== Segment start ==

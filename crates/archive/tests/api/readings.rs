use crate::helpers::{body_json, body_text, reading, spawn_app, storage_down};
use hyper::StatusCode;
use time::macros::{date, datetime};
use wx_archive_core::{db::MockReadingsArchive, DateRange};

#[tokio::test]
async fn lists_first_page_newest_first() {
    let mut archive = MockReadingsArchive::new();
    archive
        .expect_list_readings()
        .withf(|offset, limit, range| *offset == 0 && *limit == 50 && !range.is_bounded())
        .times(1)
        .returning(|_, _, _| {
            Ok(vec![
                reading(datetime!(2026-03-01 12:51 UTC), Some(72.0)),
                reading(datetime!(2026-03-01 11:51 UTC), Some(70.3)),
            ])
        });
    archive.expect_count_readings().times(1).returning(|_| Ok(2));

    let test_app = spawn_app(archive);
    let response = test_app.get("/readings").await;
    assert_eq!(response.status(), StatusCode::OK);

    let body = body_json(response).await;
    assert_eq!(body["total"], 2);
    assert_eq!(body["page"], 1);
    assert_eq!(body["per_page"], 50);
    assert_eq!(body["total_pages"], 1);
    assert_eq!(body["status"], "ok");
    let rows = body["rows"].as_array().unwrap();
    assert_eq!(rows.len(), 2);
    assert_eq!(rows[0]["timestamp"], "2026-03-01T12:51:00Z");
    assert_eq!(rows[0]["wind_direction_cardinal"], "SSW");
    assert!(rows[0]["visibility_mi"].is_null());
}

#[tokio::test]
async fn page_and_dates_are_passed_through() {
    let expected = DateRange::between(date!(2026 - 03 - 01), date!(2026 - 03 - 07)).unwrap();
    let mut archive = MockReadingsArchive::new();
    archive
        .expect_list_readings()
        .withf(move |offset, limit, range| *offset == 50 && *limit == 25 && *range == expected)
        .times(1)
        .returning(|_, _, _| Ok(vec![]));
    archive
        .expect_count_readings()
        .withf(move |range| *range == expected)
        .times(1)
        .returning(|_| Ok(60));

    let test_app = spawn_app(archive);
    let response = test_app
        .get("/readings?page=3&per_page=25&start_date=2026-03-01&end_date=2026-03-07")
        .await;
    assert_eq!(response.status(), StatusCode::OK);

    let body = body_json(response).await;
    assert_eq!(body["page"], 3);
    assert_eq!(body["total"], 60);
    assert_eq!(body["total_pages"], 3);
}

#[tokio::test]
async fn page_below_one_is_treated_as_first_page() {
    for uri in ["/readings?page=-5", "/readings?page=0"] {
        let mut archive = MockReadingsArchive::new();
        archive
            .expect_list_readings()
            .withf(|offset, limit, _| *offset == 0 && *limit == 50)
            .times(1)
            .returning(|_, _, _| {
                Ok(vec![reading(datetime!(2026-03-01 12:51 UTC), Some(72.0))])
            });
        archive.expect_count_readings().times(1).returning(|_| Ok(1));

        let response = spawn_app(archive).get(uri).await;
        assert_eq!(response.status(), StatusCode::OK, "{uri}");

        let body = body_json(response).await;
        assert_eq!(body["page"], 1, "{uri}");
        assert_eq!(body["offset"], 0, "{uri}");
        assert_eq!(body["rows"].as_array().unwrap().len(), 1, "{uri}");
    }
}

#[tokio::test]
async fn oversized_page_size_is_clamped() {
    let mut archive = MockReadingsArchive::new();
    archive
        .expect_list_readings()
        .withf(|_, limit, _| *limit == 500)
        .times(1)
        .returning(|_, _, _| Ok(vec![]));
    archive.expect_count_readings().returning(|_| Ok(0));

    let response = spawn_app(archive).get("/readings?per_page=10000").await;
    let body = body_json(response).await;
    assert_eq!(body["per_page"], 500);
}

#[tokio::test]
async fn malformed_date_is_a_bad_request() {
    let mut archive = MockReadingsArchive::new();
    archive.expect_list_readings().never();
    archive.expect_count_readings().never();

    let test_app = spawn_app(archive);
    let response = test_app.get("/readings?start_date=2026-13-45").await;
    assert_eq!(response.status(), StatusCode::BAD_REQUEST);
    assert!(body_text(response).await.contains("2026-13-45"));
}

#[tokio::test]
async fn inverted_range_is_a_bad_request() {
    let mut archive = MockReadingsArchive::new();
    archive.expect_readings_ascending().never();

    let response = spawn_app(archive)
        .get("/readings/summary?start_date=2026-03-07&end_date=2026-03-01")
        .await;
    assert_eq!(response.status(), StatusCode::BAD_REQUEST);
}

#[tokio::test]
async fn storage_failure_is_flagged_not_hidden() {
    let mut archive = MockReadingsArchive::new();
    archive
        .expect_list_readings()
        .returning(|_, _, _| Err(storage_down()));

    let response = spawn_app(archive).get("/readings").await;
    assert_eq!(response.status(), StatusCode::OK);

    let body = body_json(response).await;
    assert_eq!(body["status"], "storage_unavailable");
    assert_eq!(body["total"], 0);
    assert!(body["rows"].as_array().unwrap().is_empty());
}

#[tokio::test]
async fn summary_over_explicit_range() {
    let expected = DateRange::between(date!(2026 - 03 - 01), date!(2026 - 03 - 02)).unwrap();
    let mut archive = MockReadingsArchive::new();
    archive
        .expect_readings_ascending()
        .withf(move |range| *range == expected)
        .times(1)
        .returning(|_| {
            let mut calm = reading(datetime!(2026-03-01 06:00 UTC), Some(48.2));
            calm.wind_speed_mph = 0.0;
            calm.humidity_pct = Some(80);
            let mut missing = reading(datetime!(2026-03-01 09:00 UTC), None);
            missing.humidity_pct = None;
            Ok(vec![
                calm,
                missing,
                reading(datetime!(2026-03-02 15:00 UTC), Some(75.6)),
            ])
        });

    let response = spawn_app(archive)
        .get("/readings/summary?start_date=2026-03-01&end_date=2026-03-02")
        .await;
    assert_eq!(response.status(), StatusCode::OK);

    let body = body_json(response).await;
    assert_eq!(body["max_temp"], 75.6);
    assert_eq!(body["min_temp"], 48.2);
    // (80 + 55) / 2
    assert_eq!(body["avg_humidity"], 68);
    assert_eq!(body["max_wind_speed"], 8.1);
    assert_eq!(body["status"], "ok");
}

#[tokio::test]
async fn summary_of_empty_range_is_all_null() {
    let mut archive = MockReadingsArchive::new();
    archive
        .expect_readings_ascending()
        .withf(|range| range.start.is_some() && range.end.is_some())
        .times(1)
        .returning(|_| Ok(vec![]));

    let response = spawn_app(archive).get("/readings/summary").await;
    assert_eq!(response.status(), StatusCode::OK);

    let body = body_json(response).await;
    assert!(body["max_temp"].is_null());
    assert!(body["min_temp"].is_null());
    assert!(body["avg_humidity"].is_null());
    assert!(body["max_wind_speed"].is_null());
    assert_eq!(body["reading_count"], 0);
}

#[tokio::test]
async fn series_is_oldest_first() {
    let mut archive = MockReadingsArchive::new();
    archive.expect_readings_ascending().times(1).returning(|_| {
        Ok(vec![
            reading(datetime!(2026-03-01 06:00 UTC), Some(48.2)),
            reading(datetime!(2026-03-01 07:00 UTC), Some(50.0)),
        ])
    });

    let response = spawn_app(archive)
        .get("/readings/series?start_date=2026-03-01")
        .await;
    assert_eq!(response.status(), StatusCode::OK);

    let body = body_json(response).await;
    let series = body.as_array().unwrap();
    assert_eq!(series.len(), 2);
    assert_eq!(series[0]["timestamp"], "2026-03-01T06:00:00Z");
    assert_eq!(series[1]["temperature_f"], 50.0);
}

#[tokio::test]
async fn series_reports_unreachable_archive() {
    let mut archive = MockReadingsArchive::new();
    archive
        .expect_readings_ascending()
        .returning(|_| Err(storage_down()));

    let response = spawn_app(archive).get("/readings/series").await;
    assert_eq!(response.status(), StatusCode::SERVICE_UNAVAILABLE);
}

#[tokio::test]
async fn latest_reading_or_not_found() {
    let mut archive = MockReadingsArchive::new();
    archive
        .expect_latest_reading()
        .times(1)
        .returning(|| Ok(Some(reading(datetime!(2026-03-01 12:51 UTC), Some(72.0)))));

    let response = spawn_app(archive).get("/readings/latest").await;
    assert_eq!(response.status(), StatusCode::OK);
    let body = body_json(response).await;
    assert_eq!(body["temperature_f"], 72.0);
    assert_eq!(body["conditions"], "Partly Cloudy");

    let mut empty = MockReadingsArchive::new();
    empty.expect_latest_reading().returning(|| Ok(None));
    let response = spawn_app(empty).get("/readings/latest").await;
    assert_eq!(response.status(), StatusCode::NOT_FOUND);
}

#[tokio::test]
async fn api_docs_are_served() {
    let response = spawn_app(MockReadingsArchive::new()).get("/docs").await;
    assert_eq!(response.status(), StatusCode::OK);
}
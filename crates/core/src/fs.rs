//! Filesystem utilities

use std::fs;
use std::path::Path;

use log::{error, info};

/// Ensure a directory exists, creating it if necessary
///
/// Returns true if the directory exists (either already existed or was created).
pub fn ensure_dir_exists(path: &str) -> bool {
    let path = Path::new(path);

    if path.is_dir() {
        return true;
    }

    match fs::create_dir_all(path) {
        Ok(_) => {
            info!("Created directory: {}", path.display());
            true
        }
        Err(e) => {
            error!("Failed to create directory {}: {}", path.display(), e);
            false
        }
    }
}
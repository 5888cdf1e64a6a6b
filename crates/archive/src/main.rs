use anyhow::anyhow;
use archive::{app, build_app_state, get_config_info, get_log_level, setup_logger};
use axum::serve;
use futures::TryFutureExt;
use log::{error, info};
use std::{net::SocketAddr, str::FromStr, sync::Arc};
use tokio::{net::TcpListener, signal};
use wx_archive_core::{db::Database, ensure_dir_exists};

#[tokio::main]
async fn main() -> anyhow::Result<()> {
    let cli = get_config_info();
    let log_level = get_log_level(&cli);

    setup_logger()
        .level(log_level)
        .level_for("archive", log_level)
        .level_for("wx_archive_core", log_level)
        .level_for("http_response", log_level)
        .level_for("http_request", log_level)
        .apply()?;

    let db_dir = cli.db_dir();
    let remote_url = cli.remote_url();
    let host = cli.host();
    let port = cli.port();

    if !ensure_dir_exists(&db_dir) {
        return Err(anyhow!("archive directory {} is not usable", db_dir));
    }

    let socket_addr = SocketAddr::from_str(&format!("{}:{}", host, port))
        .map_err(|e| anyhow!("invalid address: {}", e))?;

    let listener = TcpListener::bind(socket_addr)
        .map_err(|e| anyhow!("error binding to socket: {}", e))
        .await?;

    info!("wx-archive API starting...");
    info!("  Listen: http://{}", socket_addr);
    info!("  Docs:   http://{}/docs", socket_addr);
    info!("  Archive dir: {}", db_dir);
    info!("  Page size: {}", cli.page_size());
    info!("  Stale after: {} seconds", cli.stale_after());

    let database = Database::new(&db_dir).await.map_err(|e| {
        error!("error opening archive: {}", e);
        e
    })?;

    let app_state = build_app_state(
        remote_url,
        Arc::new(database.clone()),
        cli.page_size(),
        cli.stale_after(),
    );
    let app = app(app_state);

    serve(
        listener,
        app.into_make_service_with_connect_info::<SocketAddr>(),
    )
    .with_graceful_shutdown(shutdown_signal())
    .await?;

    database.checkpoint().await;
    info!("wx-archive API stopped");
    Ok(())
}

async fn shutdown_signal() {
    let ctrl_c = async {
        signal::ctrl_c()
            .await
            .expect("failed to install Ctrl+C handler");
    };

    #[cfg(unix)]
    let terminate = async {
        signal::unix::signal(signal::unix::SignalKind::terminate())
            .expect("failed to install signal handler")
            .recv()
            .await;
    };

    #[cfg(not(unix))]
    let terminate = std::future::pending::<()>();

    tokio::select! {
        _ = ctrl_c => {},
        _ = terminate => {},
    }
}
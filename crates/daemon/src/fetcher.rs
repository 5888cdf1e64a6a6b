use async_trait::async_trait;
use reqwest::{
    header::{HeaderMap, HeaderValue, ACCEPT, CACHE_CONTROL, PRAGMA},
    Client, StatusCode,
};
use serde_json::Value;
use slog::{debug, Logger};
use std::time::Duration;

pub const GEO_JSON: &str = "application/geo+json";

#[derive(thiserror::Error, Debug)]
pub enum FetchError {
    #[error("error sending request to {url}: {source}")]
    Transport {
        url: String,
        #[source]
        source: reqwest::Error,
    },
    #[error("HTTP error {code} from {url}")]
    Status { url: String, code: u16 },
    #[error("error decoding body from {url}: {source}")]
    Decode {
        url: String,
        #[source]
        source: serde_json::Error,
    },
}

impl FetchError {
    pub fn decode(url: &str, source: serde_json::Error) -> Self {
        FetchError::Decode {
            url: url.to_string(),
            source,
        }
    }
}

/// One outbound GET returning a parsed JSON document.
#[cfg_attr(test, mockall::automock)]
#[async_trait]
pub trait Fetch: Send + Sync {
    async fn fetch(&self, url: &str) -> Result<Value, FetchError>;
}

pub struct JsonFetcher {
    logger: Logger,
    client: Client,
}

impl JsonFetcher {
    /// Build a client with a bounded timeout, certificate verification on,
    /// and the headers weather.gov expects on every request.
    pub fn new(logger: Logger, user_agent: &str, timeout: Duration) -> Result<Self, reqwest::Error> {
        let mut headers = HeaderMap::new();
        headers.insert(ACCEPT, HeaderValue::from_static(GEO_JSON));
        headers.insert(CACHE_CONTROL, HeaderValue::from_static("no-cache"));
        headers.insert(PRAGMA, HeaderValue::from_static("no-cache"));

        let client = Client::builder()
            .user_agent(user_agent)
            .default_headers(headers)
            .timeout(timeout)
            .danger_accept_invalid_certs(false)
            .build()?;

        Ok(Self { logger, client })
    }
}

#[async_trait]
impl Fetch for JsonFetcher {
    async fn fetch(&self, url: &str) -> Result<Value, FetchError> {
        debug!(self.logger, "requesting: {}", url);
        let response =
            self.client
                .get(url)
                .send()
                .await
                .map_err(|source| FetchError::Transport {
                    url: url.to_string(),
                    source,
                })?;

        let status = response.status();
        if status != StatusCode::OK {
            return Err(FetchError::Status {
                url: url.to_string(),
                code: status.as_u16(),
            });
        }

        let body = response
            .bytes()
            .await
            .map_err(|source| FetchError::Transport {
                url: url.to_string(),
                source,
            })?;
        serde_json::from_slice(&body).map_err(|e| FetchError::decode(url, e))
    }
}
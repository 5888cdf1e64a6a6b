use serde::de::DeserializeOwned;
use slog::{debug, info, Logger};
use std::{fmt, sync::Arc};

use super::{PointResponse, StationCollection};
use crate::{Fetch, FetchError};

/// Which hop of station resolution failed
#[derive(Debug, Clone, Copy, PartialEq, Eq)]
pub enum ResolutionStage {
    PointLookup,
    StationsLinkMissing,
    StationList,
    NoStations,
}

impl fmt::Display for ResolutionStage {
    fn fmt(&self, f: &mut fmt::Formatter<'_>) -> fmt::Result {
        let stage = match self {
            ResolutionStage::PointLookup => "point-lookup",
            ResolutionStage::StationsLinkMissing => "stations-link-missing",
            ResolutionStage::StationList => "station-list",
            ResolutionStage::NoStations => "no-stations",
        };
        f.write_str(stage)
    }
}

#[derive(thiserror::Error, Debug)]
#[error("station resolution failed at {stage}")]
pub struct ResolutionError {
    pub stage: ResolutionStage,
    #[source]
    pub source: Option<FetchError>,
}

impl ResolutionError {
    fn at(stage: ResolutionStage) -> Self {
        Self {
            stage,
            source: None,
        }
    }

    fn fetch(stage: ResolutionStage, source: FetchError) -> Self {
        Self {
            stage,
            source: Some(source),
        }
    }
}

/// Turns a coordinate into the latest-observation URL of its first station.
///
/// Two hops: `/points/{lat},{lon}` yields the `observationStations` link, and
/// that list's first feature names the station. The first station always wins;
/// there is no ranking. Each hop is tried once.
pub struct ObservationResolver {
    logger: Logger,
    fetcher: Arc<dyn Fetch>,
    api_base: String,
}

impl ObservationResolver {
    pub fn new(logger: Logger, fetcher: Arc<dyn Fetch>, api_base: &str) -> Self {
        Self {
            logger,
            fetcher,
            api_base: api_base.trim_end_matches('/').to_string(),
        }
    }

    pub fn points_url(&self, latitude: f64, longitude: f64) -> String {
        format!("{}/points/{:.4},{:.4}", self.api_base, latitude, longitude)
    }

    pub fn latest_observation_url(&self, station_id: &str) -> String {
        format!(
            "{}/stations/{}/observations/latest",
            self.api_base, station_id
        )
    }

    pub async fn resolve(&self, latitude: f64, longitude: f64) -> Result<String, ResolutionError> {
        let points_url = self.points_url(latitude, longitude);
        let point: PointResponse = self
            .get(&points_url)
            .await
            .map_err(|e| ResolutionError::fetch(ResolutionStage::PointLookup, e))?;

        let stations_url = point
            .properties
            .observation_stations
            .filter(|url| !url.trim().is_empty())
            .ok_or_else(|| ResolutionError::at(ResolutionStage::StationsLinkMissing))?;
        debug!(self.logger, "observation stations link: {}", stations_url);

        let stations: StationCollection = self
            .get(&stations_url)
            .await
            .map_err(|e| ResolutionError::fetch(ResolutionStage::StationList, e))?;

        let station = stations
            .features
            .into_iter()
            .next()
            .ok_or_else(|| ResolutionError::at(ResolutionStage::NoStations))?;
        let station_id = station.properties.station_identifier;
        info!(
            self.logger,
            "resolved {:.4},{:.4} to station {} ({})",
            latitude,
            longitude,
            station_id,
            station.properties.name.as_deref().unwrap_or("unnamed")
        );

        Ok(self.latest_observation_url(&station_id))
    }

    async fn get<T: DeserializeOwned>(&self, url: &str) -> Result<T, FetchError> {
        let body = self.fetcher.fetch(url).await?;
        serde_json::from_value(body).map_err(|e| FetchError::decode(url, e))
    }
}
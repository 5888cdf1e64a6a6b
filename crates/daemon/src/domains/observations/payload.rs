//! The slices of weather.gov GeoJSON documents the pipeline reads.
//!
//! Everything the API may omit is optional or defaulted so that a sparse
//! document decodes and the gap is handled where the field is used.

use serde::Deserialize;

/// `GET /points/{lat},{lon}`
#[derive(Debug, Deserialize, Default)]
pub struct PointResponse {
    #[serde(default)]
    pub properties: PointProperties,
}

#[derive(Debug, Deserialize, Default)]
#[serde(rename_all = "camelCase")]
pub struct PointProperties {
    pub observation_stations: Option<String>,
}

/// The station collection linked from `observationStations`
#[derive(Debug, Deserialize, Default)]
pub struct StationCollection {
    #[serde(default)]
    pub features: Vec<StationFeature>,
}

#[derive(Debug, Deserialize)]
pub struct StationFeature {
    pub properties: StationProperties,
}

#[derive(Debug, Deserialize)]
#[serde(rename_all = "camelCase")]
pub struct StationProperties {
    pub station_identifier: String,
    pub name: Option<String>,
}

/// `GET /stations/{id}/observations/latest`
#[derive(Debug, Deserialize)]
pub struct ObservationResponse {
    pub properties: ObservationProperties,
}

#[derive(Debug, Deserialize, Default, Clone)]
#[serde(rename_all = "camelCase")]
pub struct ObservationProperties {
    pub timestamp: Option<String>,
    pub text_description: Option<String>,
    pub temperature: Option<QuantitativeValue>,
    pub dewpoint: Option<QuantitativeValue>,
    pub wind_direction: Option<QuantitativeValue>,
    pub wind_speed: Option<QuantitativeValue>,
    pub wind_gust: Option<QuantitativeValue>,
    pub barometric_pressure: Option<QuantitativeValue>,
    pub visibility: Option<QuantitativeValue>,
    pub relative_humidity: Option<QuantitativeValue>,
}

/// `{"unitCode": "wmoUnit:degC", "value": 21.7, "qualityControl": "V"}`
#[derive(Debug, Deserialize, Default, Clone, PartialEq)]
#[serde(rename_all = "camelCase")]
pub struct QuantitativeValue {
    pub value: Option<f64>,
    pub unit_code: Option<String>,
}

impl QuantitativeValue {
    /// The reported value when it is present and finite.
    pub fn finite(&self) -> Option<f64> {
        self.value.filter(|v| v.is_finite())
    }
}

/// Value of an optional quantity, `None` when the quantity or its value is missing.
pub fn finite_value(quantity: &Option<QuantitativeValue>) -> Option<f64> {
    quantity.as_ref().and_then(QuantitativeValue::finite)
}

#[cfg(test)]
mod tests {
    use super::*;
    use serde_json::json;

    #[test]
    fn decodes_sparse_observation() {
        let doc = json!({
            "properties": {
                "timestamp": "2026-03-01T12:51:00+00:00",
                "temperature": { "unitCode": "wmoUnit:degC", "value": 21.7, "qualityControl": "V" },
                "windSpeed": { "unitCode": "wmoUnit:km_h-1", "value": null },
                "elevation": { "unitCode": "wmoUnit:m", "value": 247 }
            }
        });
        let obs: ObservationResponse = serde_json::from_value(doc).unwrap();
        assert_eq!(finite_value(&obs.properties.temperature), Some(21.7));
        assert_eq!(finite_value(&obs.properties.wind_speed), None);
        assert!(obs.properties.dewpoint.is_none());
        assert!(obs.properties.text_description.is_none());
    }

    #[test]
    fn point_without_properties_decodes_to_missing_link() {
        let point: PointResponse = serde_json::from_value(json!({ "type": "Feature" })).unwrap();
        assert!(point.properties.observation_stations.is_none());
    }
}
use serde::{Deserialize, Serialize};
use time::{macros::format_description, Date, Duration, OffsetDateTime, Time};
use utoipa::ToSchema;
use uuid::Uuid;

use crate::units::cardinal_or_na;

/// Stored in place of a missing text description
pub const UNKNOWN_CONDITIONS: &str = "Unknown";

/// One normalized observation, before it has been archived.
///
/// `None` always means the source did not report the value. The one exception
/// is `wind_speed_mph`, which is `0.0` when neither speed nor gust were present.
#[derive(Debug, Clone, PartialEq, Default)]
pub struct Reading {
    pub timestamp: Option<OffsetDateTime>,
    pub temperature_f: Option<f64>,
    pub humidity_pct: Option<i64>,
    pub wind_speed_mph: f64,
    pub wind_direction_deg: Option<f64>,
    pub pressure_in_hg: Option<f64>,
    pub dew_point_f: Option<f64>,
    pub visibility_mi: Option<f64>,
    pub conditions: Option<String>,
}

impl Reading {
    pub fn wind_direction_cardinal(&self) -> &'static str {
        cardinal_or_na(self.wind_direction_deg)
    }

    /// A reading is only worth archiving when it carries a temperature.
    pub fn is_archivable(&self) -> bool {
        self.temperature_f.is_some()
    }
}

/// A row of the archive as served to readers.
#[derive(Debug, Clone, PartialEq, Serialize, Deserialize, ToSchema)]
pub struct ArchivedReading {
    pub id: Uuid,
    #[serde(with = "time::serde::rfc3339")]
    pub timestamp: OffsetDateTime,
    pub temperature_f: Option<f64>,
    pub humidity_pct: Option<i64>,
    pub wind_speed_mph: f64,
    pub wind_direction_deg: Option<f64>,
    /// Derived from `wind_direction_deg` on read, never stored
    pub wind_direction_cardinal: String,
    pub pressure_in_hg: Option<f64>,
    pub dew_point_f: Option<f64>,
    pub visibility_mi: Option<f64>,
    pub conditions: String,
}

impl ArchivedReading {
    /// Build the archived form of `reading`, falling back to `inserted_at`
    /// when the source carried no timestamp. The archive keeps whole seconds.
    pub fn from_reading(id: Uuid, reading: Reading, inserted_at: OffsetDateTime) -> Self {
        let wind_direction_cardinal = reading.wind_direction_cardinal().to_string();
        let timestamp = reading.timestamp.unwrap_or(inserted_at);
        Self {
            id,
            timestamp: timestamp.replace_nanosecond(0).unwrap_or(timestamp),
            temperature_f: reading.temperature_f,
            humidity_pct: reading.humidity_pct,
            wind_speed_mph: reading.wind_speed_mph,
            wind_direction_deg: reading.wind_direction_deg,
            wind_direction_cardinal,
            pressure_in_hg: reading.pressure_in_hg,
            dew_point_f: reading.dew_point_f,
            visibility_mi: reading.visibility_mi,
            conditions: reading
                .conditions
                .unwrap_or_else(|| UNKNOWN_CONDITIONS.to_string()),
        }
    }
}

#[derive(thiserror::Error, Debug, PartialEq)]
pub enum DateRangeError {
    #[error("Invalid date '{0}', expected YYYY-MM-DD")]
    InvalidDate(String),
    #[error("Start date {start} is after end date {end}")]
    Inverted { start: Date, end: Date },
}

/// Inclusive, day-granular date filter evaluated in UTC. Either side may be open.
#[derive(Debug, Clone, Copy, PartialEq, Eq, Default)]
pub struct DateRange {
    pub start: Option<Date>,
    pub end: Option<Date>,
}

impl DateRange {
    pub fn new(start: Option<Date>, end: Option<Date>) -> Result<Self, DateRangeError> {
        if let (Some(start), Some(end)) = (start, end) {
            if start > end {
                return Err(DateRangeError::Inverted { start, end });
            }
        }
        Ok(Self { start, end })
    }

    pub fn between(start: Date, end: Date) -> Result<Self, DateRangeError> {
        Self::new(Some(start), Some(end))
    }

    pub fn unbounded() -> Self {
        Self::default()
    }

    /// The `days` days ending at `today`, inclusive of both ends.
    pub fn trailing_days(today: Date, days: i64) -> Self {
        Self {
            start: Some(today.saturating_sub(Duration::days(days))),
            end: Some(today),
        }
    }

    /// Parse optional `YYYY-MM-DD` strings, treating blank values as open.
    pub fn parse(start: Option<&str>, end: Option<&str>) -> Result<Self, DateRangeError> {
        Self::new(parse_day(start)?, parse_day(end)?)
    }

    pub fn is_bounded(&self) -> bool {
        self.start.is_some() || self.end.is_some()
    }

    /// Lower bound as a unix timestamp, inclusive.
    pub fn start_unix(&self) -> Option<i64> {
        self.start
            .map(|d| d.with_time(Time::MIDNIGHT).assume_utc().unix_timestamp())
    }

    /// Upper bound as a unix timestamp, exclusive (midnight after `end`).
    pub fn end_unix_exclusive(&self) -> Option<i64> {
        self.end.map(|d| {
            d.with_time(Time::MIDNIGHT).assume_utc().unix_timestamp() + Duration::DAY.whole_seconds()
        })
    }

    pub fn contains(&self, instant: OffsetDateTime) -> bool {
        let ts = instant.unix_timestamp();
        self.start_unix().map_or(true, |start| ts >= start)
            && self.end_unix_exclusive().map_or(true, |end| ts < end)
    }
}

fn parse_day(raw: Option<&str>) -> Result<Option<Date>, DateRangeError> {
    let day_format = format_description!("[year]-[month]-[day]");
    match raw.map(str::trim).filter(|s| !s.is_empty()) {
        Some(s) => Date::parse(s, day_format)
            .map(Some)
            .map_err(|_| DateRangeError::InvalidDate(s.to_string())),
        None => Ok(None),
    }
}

== Segment end ==

▶ [EXERCISE BRIEF]
Say how many lines of the material hold the string "present". Nothing else should be written.

▶ [ANSWER TO THE EXERCISE]
2